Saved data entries
//! Book files served from a local directory.

use super::service::{BookStorage, StorageError, StorageResult};
use async_trait::async_trait;
use std::io::ErrorKind;
use std::path::{Component, Path, PathBuf};
use tracing::debug;

/// Storage backed by a directory on the local file system.
///
/// Only plain file names directly inside the root are served; anything with
/// a directory component is rejected before touching the disk.
#[derive(Debug, Clone)]
pub struct LocalBookStorage {
    root: PathBuf,
}

impl LocalBookStorage {
    /// Creates storage rooted at `root`.
    pub fn new(root: impl Into<PathBuf>) -> Self {
        Self { root: root.into() }
    }

    /// Directory the files are read from.
    pub fn root(&self) -> &Path {
        &self.root
    }

    fn resolve(&self, file_name: &str) -> StorageResult<PathBuf> {
        let mut components = Path::new(file_name).components();
        match (components.next(), components.next()) {
            (Some(Component::Normal(_)), None) => Ok(self.root.join(file_name)),
            _ => Err(StorageError::InvalidFileName(file_name.to_string())),
        }
    }
}

#[async_trait]
impl BookStorage for LocalBookStorage {
    async fn read(&self, file_name: &str) -> StorageResult<Vec<u8>> {
        let path = self.resolve(file_name)?;
        debug!(path = %path.display(), "Reading book file");

        tokio::fs::read(&path).await.map_err(|source| {
            if source.kind() == ErrorKind::NotFound {
                StorageError::NotFound(file_name.to_string())
            } else {
                StorageError::Io {
                    file_name: file_name.to_string(),
                    source,
                }
            }
        })
    }

    async fn health_check(&self) -> bool {
        tokio::fs::metadata(&self.root)
            .await
            .map(|meta| meta.is_dir())
            .unwrap_or(false)
    }
}

#[cfg(test)]
mod tests {
    use super::*;

    #[tokio::test]
    async fn test_read_existing_file() {
        let dir = tempfile::tempdir().unwrap();
        std::fs::write(dir.path().join("book.pdf"), b"%PDF-1.7").unwrap();

        let storage = LocalBookStorage::new(dir.path());
        let bytes = storage.read("book.pdf").await.unwrap();

        assert_eq!(bytes, b"%PDF-1.7");
    }

    #[tokio::test]
    async fn test_read_missing_file() {
        let dir = tempfile::tempdir().unwrap();
        let storage = LocalBookStorage::new(dir.path());

        let result = storage.read("missing.pdf").await;

        assert!(matches!(result, Err(StorageError::NotFound(name)) if name == "missing.pdf"));
    }

    #[tokio::test]
    async fn test_rejects_path_traversal() {
        let dir = tempfile::tempdir().unwrap();
        let storage = LocalBookStorage::new(dir.path().join("books"));

        for name in ["../secret.txt", "nested/book.pdf", "/etc/passwd", ".."] {
            let result = storage.read(name).await;
            assert!(
                matches!(result, Err(StorageError::InvalidFileName(_))),
                "expected {name} to be rejected"
            );
        }
    }

    #[tokio::test]
    async fn test_health_check() {
        let dir = tempfile::tempdir().unwrap();
        assert!(LocalBookStorage::new(dir.path()).health_check().await);
        assert!(!LocalBookStorage::new(dir.path().join("absent")).health_check().await);
    }
}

## Task description
Among the records above, extract exactly the lines from the line with "local file system." to the line with "fn resolve(&self, file_name: &str)", both lines included, and leave out the rest.

## Exercise answer
/// Storage backed by a directory on the local file system.
///
/// Only plain file names directly inside the root are served; anything with
/// a directory component is rejected before touching the disk.
#[derive(Debug, Clone)]
pub struct LocalBookStorage {
    root: PathBuf,
}

impl LocalBookStorage {
    /// Creates storage rooted at `root`.
    pub fn new(root: impl Into<PathBuf>) -> Self {
        Self { root: root.into() }
    }

    /// Directory the files are read from.
    pub fn root(&self) -> &Path {
        &self.root
    }

    fn resolve(&self, file_name: &str) -> StorageResult<PathBuf> {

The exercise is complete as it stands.